Are We Humans or Are We Dancers?

Several major retailers and CPG houses are using software developed by MA-based Affinova to evaluate packaging and other aspects of products usually handled by brand teams and focus groups. Affinnova's premise is that consumer markets evolve like the natural world: the strong products survive while weaker ones die out. Using a "genetic algorithm" called IDDEA, they recreate this evolution in a series of generations covering possible products or packaging until the strongest design emerges. While not really machine-designed (human managers oversee the testing and choose options from every consecutive generation), the software speeds up and streamlines the process over what is able to process and analyze these preferences in a way no focus group can accomplish Because Affinnova's surveys include consumer profiles that contain basic demographic information, customer beliefs, consumer habits, with such data splicing especially useful in brand redesign.

Affinova is behind the launch of Dannon’s Activia, a probiotic yogurt that generated more than $1bn in sales in Europe. Parent company Groupe Danone of France had two prior unsuccessful attempts at importing a successful European products into the US market. Affinnova's research identified imagery and messaging that appealed to Americans, including expressions such as "body in balance" or "running smoothly" over descriptions of bacteria or cultures. The icon chosen by the software was a sexy photograph of a woman’s abdomen instead of an illustration. Activia sold more than $130MM in 2006 (its 1st year on the market), and $300MM the following year.

In another potentially game-changing use of technology, fragrance-dispensing kiosks in France are relying on face-recognition technology to decide whether the spritzes they deliver should be for men or women. Facial recognition specialist Quividi, which developed the kiosks in partnership with fragrance diffusion device maker Presensia, developed software that first determines the nearby life form is human, then estimates the corresponding gender of the prospective customer, choosing an "appropriate fragrance" to be puffed into the air. The kiosks then "can diffuse up to four different scents up to a 5-meter distance." Similar technology, recently displayed in Japan delivers ads based on the ages and genders of people passing by. NEC’s advertising kiosks “see” people as they approach, check out their facial characteristics and deliver ads based on what they believe to be their relative age and gender. For retailers, the goal is targeting advertising to those consumers most likely to be engaged. But the effort is running headlong into some sticky ethical questions involving personal privacy.

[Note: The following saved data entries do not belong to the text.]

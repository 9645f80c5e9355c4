//! Derives the `(host, user)` pair that identifies one clone.
use crate::error::GitalongError;
use crate::git::GitProbe;

/// The publisher identity for one clone: a hostname paired with the Git
/// `user.email` configured in that clone.
#[derive(Debug, Clone, PartialEq, Eq, Hash)]
pub struct Identity {
    pub host: String,
    pub user: String,
}

impl Identity {
    /// Resolves the local identity from the OS hostname and the managed
    /// repository's `git config user.email`.
    pub fn local(probe: &GitProbe) -> Result<Identity, GitalongError> {
        let host = hostname::get()
            .map(|h| h.to_string_lossy().into_owned())
            .unwrap_or_else(|_| "unknown-host".to_string());
        let user = probe.user_email()?;
        Ok(Identity { host, user })
    }
}
//! Idempotent, fenced-section installation of the shell hooks that call
//! `gitalong update`, plus `.gitignore` maintenance.
use crate::error::GitalongError;
use std::fs;
use std::path::Path;

type Result<T> = std::result::Result<T, GitalongError>;

const FENCE_START: &str = "# >>> gitalong >>>";
const FENCE_END: &str = "# <<< gitalong <<<";

/// Hooks that trigger a re-publish of this clone's local state.
pub const HOOK_NAMES: [&str; 4] = ["applypatch-msg", "post-checkout", "post-commit", "post-rewrite"];

/// Installs the gitalong-managed section into each of [`HOOK_NAMES`] under
/// `repo_root/.git/hooks/`, creating the hook file if it does not exist and
/// leaving any pre-existing content (or any other tool's own fenced section)
/// untouched.
pub fn install_hooks(repo_root: &Path) -> Result<()> {
    let hooks_dir = repo_root.join(".git").join("hooks");
    fs::create_dir_all(&hooks_dir)?;

    for name in HOOK_NAMES {
        let path = hooks_dir.join(name);
        let existing = fs::read_to_string(&path).unwrap_or_default();
        let updated = replace_fenced_section(&existing, &managed_section());
        let contents = if existing.trim().is_empty() {
            format!("#!/bin/sh\n{updated}\n")
        } else {
            format!("{updated}\n")
        };
        fs::write(&path, contents)?;
        set_executable(&path)?;
        tracing::debug!(hook = name, "installed hook");
    }
    Ok(())
}

fn managed_section() -> String {
    format!("{FENCE_START}\ngitalong update || true\n{FENCE_END}")
}

/// Replaces the text between `FENCE_START`/`FENCE_END` in `body` with
/// `section`, appending `section` if no fenced block is present yet.
fn replace_fenced_section(body: &str, section: &str) -> String {
    let body = body.trim_end();
    match (body.find(FENCE_START), body.find(FENCE_END)) {
        (Some(start), Some(end)) if end > start => {
            let before = body[..start].trim_end();
            let after = &body[end + FENCE_END.len()..];
            if before.is_empty() {
                format!("{section}{after}")
            } else {
                format!("{before}\n{section}{after}")
            }
        }
        _ => {
            if body.is_empty() {
                section.to_string()
            } else {
                format!("{body}\n{section}")
            }
        }
    }
}

#[cfg(unix)]
fn set_executable(path: &Path) -> Result<()> {
    use std::os::unix::fs::PermissionsExt;
    let mut perms = fs::metadata(path)?.permissions();
    let mode = perms.mode();
    perms.set_mode(mode | 0o111);
    fs::set_permissions(path, perms)?;
    Ok(())
}

#[cfg(not(unix))]
fn set_executable(_path: &Path) -> Result<()> {
    Ok(())
}

/// Idempotently appends a fenced `.gitalong/` entry to `repo_root/.gitignore`.
pub fn update_gitignore(repo_root: &Path) -> Result<()> {
    let path = repo_root.join(".gitignore");
    let existing = fs::read_to_string(&path).unwrap_or_default();
    let section = format!("{FENCE_START}\n.gitalong/\n{FENCE_END}");
    let updated = replace_fenced_section(&existing, &section);
    fs::write(&path, format!("{updated}\n"))?;
    Ok(())
}

#[cfg(test)]
mod tests {
    use super::*;

    #[test]
    fn fresh_file_gets_fenced_section_appended() {
        let result = replace_fenced_section("", &managed_section());
        assert!(result.contains(FENCE_START));
        assert!(result.contains("gitalong update"));
    }

    #[test]
    fn preexisting_content_is_preserved() {
        let body = "#!/bin/sh\necho hello\n";
        let result = replace_fenced_section(body.trim_end(), &managed_section());
        assert!(result.contains("echo hello"));
        assert!(result.contains(FENCE_START));
    }

    #[test]
    fn reinstalling_replaces_only_the_fenced_section() {
        let first = replace_fenced_section("#!/bin/sh\necho keep-me\n", &managed_section());
        let second = replace_fenced_section(&first, &managed_section());
        assert_eq!(first, second);
        assert_eq!(second.matches(FENCE_START).count(), 1);
        assert!(second.contains("echo keep-me"));
    }

    #[test]
    fn install_hooks_creates_all_four_executable_files() {
        let dir = tempfile::tempdir().unwrap();
        fs::create_dir_all(dir.path().join(".git")).unwrap();
        install_hooks(dir.path()).unwrap();
        for name in HOOK_NAMES {
            let path = dir.path().join(".git").join("hooks").join(name);
            assert!(path.exists());
            #[cfg(unix)]
            {
                use std::os::unix::fs::PermissionsExt;
                let mode = fs::metadata(&path).unwrap().permissions().mode();
                assert!(mode & 0o111 != 0);
            }
        }
    }

    #[test]
    fn gitignore_gets_fenced_entry() {
        let dir = tempfile::tempdir().unwrap();
        update_gitignore(dir.path()).unwrap();
        let contents = fs::read_to_string(dir.path().join(".gitignore")).unwrap();
        assert!(contents.contains(".gitalong/"));
        update_gitignore(dir.path()).unwrap();
        let contents2 = fs::read_to_string(dir.path().join(".gitignore")).unwrap();
        assert_eq!(contents2.matches(FENCE_START).count(), 1);
    }
}
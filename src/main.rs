use clap::Parser;
use gitalong::cli::{self, Cli};
use tracing_subscriber::EnvFilter;

fn main() {
    tracing_subscriber::fmt()
        .with_env_filter(EnvFilter::try_from_default_env().unwrap_or_else(|_| EnvFilter::new("info")))
        .with_writer(std::io::stderr)
        .init();

    let cli = Cli::parse();
    std::process::exit(cli::run(cli));
}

What if face-recognition-powered digital signs and kiosks can identify shoppers by name merely by scanning their faces and matching those images against known images? Such techniques are already being used in airports, with federal agencies comparing file images of suspected terrorists against those that video cameras pick up at the airport. Many applications today—such as Xobni—already scour the Web trying to match images of people with those who are apparently sending E-mail to the application’s user. But with the E-mail effort, the trick is looking for an E-mail address match and then trying to find a photo. Starting with a photo is a much more challenging task. Of course, there’s the question of how reliable such a system would be, especially in the early stages. Face recognition age-verification systems have had more than their share of embarrassingly inaccurate moments, including Japanese teens fooling a cigarette dispensing machine with photos ripped from magazines.